Zero-Inflated Poisson Distribution Family Function

Fits a zero-inflated or zero-deflated Poisson distribution by full maximum likelihood estimation.

zipoisson(lpstr0 = "logitlink", llambda = "loglink", type.fitted =
   c("mean", "lambda", "pobs0", "pstr0", "onempstr0"),
   ipstr0 = NULL, ilambda = NULL, gpstr0 = NULL, imethod = 1,
   ishrinkage = 0.95, probs.y = 0.35, parallel = FALSE, zero = NULL)
zipoissonff(llambda = "loglink", lonempstr0 = "logitlink",
  type.fitted = c("mean", "lambda", "pobs0", "pstr0", "onempstr0"),
  ilambda = NULL, ionempstr0 = NULL, gonempstr0 = NULL,
  imethod = 1, ishrinkage = 0.95, probs.y = 0.35, zero = "onempstr0")

Arguments

lpstr0, llambda

Link function for the parameter $\phi$ and the usual $\lambda$ parameter. See Links for more choices; see CommonVGAMffArguments for more information.
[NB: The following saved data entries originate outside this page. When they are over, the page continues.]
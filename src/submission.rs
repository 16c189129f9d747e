// SPDX-License-Identifier: AGPL-3.0-or-later
//
// Copyright (C) 2025 Daniel Negri
//
// This program is free software: you can redistribute it and/or modify
// it under the terms of the GNU Affero General Public License as published by
// the Free Software Foundation, either version 3 of the License, or
// (at your option) any later version.
//
// This program is distributed in the hope that it will be useful,
// but WITHOUT ANY WARRANTY; without even the implied warranty of
// MERCHANTABILITY or FITNESS FOR A PARTICULAR PURPOSE. See the
// GNU Affero General Public License for more details.
//
// You should have received a copy of the GNU Affero General Public License
// along with this program. If not, see <https://www.gnu.org/licenses/>.

//! Quests and quest submissions.
//!
//! Submission state machine:
//!
//! ```text
//!  submit ──► PENDING ──approve──► APPROVED
//!                │
//!                └──reject───► REJECTED ──resubmit──► PENDING (same row)
//! ```

use crate::base::{Points, QuestId, SchoolId, SubmissionId, UserId};
use chrono::{DateTime, Utc};
use serde::{Deserialize, Serialize};
use std::fmt;

#[derive(Debug, Clone, Copy, PartialEq, Eq, Hash, Deserialize, Serialize)]
#[serde(rename_all = "lowercase")]
pub enum QuestKind {
    Academic,
    Physical,
    Creative,
    /// Requires a comment describing the social activity.
    Social,
}

impl QuestKind {
    pub fn requires_comment(&self) -> bool {
        matches!(self, Self::Social)
    }
}

/// A task students complete for points. Read-only during review.
#[derive(Debug, Clone, PartialEq, Eq, Deserialize, Serialize)]
pub struct Quest {
    pub id: QuestId,
    pub school_id: SchoolId,
    pub title: String,
    pub kind: QuestKind,
    pub points: Points,
    #[serde(default)]
    pub deadline: Option<DateTime<Utc>>,
    #[serde(default = "default_active")]
    pub active: bool,
}

fn default_active() -> bool {
    true
}

impl Quest {
    pub fn new(
        id: QuestId,
        school_id: SchoolId,
        title: impl Into<String>,
        kind: QuestKind,
        points: Points,
    ) -> Self {
        Self {
            id,
            school_id,
            title: title.into(),
            kind,
            points,
            deadline: None,
            active: true,
        }
    }

    pub fn with_deadline(mut self, deadline: DateTime<Utc>) -> Self {
        self.deadline = Some(deadline);
        self
    }

    pub fn deadline_passed(&self, now: DateTime<Utc>) -> bool {
        self.deadline.is_some_and(|deadline| now > deadline)
    }
}

#[derive(Debug, Clone, Copy, PartialEq, Eq, Hash, Deserialize, Serialize)]
#[serde(rename_all = "SCREAMING_SNAKE_CASE")]
pub enum SubmissionStatus {
    Pending,
    Approved,
    Rejected,
}

impl fmt::Display for SubmissionStatus {
    fn fmt(&self, f: &mut fmt::Formatter<'_>) -> fmt::Result {
        let s = match self {
            Self::Pending => "PENDING",
            Self::Approved => "APPROVED",
            Self::Rejected => "REJECTED",
        };
        f.write_str(s)
    }
}

/// Reviewer verdict on a pending submission.
#[derive(Debug, Clone, Copy, PartialEq, Eq, Deserialize, Serialize)]
#[serde(rename_all = "lowercase")]
pub enum Decision {
    Approve,
    Reject,
}

#[derive(Debug, Clone, PartialEq, Eq, Serialize)]
pub struct Submission {
    pub id: SubmissionId,
    pub school_id: SchoolId,
    pub user_id: UserId,
    pub quest_id: QuestId,
    pub status: SubmissionStatus,
    pub proof: String,
    pub comment: Option<String>,
    pub feedback: Option<String>,
    pub submitted_at: DateTime<Utc>,
    pub reviewed_at: Option<DateTime<Utc>>,
    pub reviewed_by: Option<UserId>,
    /// Points credited on approval.
    pub awarded: Option<Points>,
}

impl Submission {
    pub(crate) fn new(
        id: SubmissionId,
        quest: &Quest,
        user_id: UserId,
        proof: String,
        comment: Option<String>,
        now: DateTime<Utc>,
    ) -> Self {
        Self {
            id,
            school_id: quest.school_id,
            user_id,
            quest_id: quest.id,
            status: SubmissionStatus::Pending,
            proof,
            comment,
            feedback: None,
            submitted_at: now,
            reviewed_at: None,
            reviewed_by: None,
            awarded: None,
        }
    }

    /// Reopens a rejected submission in place with new evidence.
    pub(crate) fn resubmit(&mut self, proof: String, comment: Option<String>, now: DateTime<Utc>) {
        debug_assert_eq!(self.status, SubmissionStatus::Rejected);
        self.status = SubmissionStatus::Pending;
        self.proof = proof;
        self.comment = comment;
        self.feedback = None;
        self.submitted_at = now;
        self.reviewed_at = None;
        self.reviewed_by = None;
    }

    pub(crate) fn close(
        &mut self,
        status: SubmissionStatus,
        feedback: Option<String>,
        reviewer: UserId,
        now: DateTime<Utc>,
    ) {
        debug_assert_eq!(self.status, SubmissionStatus::Pending);
        self.status = status;
        self.feedback = feedback;
        self.reviewed_by = Some(reviewer);
        self.reviewed_at = Some(now);
    }
}
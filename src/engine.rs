// SPDX-License-Identifier: AGPL-3.0-or-later
//
// Copyright (C) 2025 Daniel Negri
//
// This program is free software: you can redistribute it and/or modify
// it under the terms of the GNU Affero General Public License as published by
// the Free Software Foundation, either version 3 of the License, or
// (at your option) any later version.
//
// This program is distributed in the hope that it will be useful,
// but WITHOUT ANY WARRANTY; without even the implied warranty of
// MERCHANTABILITY or FITNESS FOR A PARTICULAR PURPOSE. See the
// GNU Affero General Public License for more details.
//
// You should have received a copy of the GNU Affero General Public License
// along with this program. If not, see <https://www.gnu.org/licenses/>.

//! Points economy engine.
//!
//! The [`Engine`] owns the ledger store and the notification [`Dispatcher`].
//! Quest review lives in [`crate::quests`], the marketplace in
//! [`crate::marketplace`]; this module holds construction, the catalog and
//! the read side.
//!
//! # Thread Safety
//!
//! All operations take `&self`. Rows are locked individually, so operations
//! on different users and products run in parallel while operations touching
//! the same user, product or record serialize.

use crate::account::UserAccount;
use crate::base::{Points, ProductId, PurchaseId, QuestId, SchoolId, SubmissionId, UserId};
use crate::config::EngineConfig;
use crate::error::EconomyError;
use crate::events::{DomainEvent, Dispatcher, LoggingNotifier, Notifier};
use crate::ledger::Ledger;
use crate::leveling::LevelInfo;
use crate::purchase::{Product, Purchase, PurchaseStatus};
use crate::scope::{Role, Scope};
use crate::submission::{Quest, Submission, SubmissionStatus};
use serde::Serialize;
use std::sync::Arc;
use tracing::info;

/// Balance and level of one user.
#[derive(Debug, Clone, PartialEq, Eq, Serialize)]
pub struct UserSummary {
    pub user_id: UserId,
    pub school_id: SchoolId,
    pub role: Role,
    pub balance: Points,
    #[serde(flatten)]
    pub level: LevelInfo,
}

/// Points economy engine.
///
/// # Invariants
///
/// - Balances and stock never go negative.
/// - A user's cached level equals `level(balance)` after every commit.
/// - At most one live submission per (user, quest); rejected ones are reused.
/// - Pending purchases move to claimed or cancelled exactly once.
/// - Events are queued only after the mutation they describe has committed.
pub struct Engine {
    pub(crate) ledger: Ledger,
    pub(crate) dispatcher: Dispatcher,
    pub(crate) config: EngineConfig,
}

impl Engine {
    pub fn new(notifier: Arc<dyn Notifier>) -> Self {
        Self::with_config(EngineConfig::default(), notifier)
    }

    pub fn with_config(config: EngineConfig, notifier: Arc<dyn Notifier>) -> Self {
        Engine {
            ledger: Ledger::new(),
            dispatcher: Dispatcher::spawn(notifier),
            config,
        }
    }

    pub fn config(&self) -> &EngineConfig {
        &self.config
    }

    pub(crate) fn emit(&self, events: Vec<DomainEvent>) {
        self.dispatcher.emit_all(events);
    }

    /// Blocks until every event emitted so far has reached the notifier.
    pub fn flush_notifications(&self) {
        self.dispatcher.flush();
    }

    /// Checks the acting user against the ledger before any capability check.
    ///
    /// The actor must be registered in `scope.school_id` under the role the
    /// scope claims. An actor from another school, or one never registered,
    /// is reported as not found.
    pub(crate) fn authorize(&self, scope: &Scope) -> Result<(), EconomyError> {
        let actor = scope.actor;
        let account = self.ledger.user_in(scope.school_id, actor.user_id)?;
        if account.role() != actor.role {
            return Err(EconomyError::Forbidden {
                actor: actor.user_id,
                action: "act with an unregistered role",
            });
        }
        Ok(())
    }

    // === Catalog ===

    /// Adds a user with an opening balance; the level is derived from it.
    pub fn register_user(
        &self,
        school_id: SchoolId,
        user_id: UserId,
        role: Role,
        opening_balance: Points,
    ) -> Result<Arc<UserAccount>, EconomyError> {
        let account = self
            .ledger
            .insert_user(UserAccount::new(school_id, user_id, role, opening_balance))?;
        info!(%school_id, %user_id, ?role, opening_balance, "registered user");
        Ok(account)
    }

    pub fn register_quest(&self, quest: Quest) -> Result<(), EconomyError> {
        let (school_id, quest_id) = (quest.school_id, quest.id);
        self.ledger.insert_quest(quest)?;
        info!(%school_id, %quest_id, "registered quest");
        Ok(())
    }

    /// # Errors
    ///
    /// - [`EconomyError::ValidationFailed`] - Price is zero.
    /// - [`EconomyError::Duplicate`] - Product ID already registered.
    pub fn register_product(&self, product: Product) -> Result<(), EconomyError> {
        if product.price == 0 {
            return Err(EconomyError::validation("price must be positive"));
        }
        let (school_id, product_id) = (product.school_id, product.id);
        self.ledger.insert_product(product)?;
        info!(%school_id, %product_id, "registered product");
        Ok(())
    }

    /// Changes the price of future purchases. Existing purchases keep their snapshot.
    pub fn set_product_price(
        &self,
        scope: &Scope,
        product_id: ProductId,
        price: Points,
    ) -> Result<Product, EconomyError> {
        self.authorize(scope)?;
        scope.require_admin("change prices")?;
        if price == 0 {
            return Err(EconomyError::validation("price must be positive"));
        }
        let row = self.ledger.product_in(scope.school_id, product_id)?;
        let mut product = row.lock();
        product.price = price;
        info!(%product_id, price, "product repriced");
        Ok(product.clone())
    }

    pub fn restock(
        &self,
        scope: &Scope,
        product_id: ProductId,
        quantity: u32,
    ) -> Result<Product, EconomyError> {
        self.authorize(scope)?;
        scope.require_admin("restock products")?;
        let row = self.ledger.product_in(scope.school_id, product_id)?;
        let mut product = row.lock();
        product.return_stock(quantity)?;
        info!(%product_id, quantity, stock = product.stock, "product restocked");
        Ok(product.clone())
    }

    pub fn set_product_active(
        &self,
        scope: &Scope,
        product_id: ProductId,
        active: bool,
    ) -> Result<Product, EconomyError> {
        self.authorize(scope)?;
        scope.require_admin("manage products")?;
        let row = self.ledger.product_in(scope.school_id, product_id)?;
        let mut product = row.lock();
        product.active = active;
        Ok(product.clone())
    }

    pub fn set_quest_active(
        &self,
        scope: &Scope,
        quest_id: QuestId,
        active: bool,
    ) -> Result<Quest, EconomyError> {
        self.authorize(scope)?;
        scope.require_admin("manage quests")?;
        self.ledger.update_quest(scope.school_id, quest_id, |quest| {
            quest.active = active;
            quest.clone()
        })
    }

    // === Read side ===

    pub fn user_summary(
        &self,
        scope: &Scope,
        user_id: UserId,
    ) -> Result<UserSummary, EconomyError> {
        self.authorize(scope)?;
        if !scope.can_review() {
            scope.require_acting_as(user_id, "view other users")?;
        }
        let account = self.ledger.user_in(scope.school_id, user_id)?;
        let balance = account.balance();
        Ok(UserSummary {
            user_id,
            school_id: account.school_id(),
            role: account.role(),
            balance,
            level: LevelInfo::from_points(balance),
        })
    }

    pub fn product(&self, scope: &Scope, product_id: ProductId) -> Result<Product, EconomyError> {
        self.authorize(scope)?;
        let row = self.ledger.product_in(scope.school_id, product_id)?;
        let product = row.lock().clone();
        Ok(product)
    }

    pub fn quest(&self, scope: &Scope, quest_id: QuestId) -> Result<Quest, EconomyError> {
        self.authorize(scope)?;
        self.ledger.quest_in(scope.school_id, quest_id)
    }

    pub fn submission(
        &self,
        scope: &Scope,
        submission_id: SubmissionId,
    ) -> Result<Submission, EconomyError> {
        self.authorize(scope)?;
        let row = self.ledger.submission_in(scope.school_id, submission_id)?;
        let submission = row.lock().clone();
        if !scope.can_review() {
            scope.require_acting_as(submission.user_id, "view other submissions")?;
        }
        Ok(submission)
    }

    pub fn purchase_record(
        &self,
        scope: &Scope,
        purchase_id: PurchaseId,
    ) -> Result<Purchase, EconomyError> {
        self.authorize(scope)?;
        let row = self.ledger.purchase_in(scope.school_id, purchase_id)?;
        let purchase = row.lock().clone();
        if !scope.can_review() {
            scope.require_acting_as(purchase.user_id, "view other purchases")?;
        }
        Ok(purchase)
    }

    /// Review queue, oldest submission first.
    pub fn pending_submissions(&self, scope: &Scope) -> Result<Vec<Submission>, EconomyError> {
        self.authorize(scope)?;
        scope.require_reviewer("review submissions")?;
        Ok(self.ledger.submissions_where(scope.school_id, |submission| {
            submission.status == SubmissionStatus::Pending
        }))
    }

    /// Fulfilment queue, oldest purchase first.
    pub fn pending_purchases(&self, scope: &Scope) -> Result<Vec<Purchase>, EconomyError> {
        self.authorize(scope)?;
        scope.require_reviewer("fulfil purchases")?;
        Ok(self.ledger.purchases_where(scope.school_id, |purchase| {
            purchase.status == PurchaseStatus::Pending
        }))
    }

    pub fn purchases_of(
        &self,
        scope: &Scope,
        user_id: UserId,
    ) -> Result<Vec<Purchase>, EconomyError> {
        self.authorize(scope)?;
        if !scope.can_review() {
            scope.require_acting_as(user_id, "view other purchases")?;
        }
        self.ledger.user_in(scope.school_id, user_id)?;
        Ok(self
            .ledger
            .purchases_where(scope.school_id, |purchase| purchase.user_id == user_id))
    }

    /// Users of one school, ordered by ID.
    pub fn accounts_in(&self, school_id: SchoolId) -> Vec<Arc<UserAccount>> {
        self.ledger.users_in(school_id)
    }

    /// Every account, ordered by school then user ID.
    pub fn accounts(&self) -> Vec<Arc<UserAccount>> {
        self.ledger.all_users()
    }
}

impl Default for Engine {
    fn default() -> Self {
        Self::new(Arc::new(LoggingNotifier))
    }
}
For the zero-deflated model see below.

ipstr0, ilambda

Optional initial values for $\phi$, whose values must lie between 0 and 1. Optional initial values for $\lambda$, whose values must be positive. The defaults are to compute an initial value internally for each. If a vector then recycling is used.

lonempstr0, ionempstr0

Corresponding arguments for the other parameterization. See details below.

type.fitted

Character. The type of fitted value to be returned. The first choice (the expected value) is the default. The estimated probability of an observed 0 is an alternative, else the estimated probability of a structural 0, or one minus the estimated probability of a structural 0. See CommonVGAMffArguments and fittedvlm for more information.

imethod

An integer with value 1 or 2 which specifies the initialization method for $\lambda$. If failure to converge occurs try another value and/or else specify a value for ishrinkage and/or else specify a value for ipstr0. See CommonVGAMffArguments for more information.

ishrinkage

How much shrinkage is used when initializing $\lambda$. The value must be between 0 and 1 inclusive, and a value of 0 means the individual response values are used, and a value of 1 means the median or mean is used. This argument is used in conjunction with imethod. See CommonVGAMffArguments for more information.

zero

Specifies which linear/additive predictors are to be modelled as intercept-only. If given, the value can be either 1 or 2, and the default is none of them. Setting zero = 1 makes $\phi$ a single parameter. See CommonVGAMffArguments for more information.

gpstr0, gonempstr0, probs.y

Details at CommonVGAMffArguments.

parallel

Details at CommonVGAMffArguments, but unlikely to be practically used actually.

Details

These models are a mixture of a Poisson distribution and the value 0; it has value 0 with probability $\phi$ else is Poisson($\lambda$) distributed. Thus there are two sources for zero values, and $\phi$ is the probability of a structural zero. The model for zipoisson() can be written $$P(Y = 0) = \phi + (1-\phi) \exp(-\lambda),$$ and for $y=1,2,\ldots$, $$P(Y = y) = (1-\phi) \exp(-\lambda) \lambda^y / y!.$$ Here, the parameter $\phi$ satisfies $0 < \phi < 1$. The mean of $Y$ is $(1-\phi) \lambda$ and these are returned as the fitted values, by default. The variance of $Y$ is $(1-\phi) \lambda (1 + \phi \lambda)$. By default, the two linear/additive predictors of zipoisson() are $(logit(\phi), \log(\lambda))^T$.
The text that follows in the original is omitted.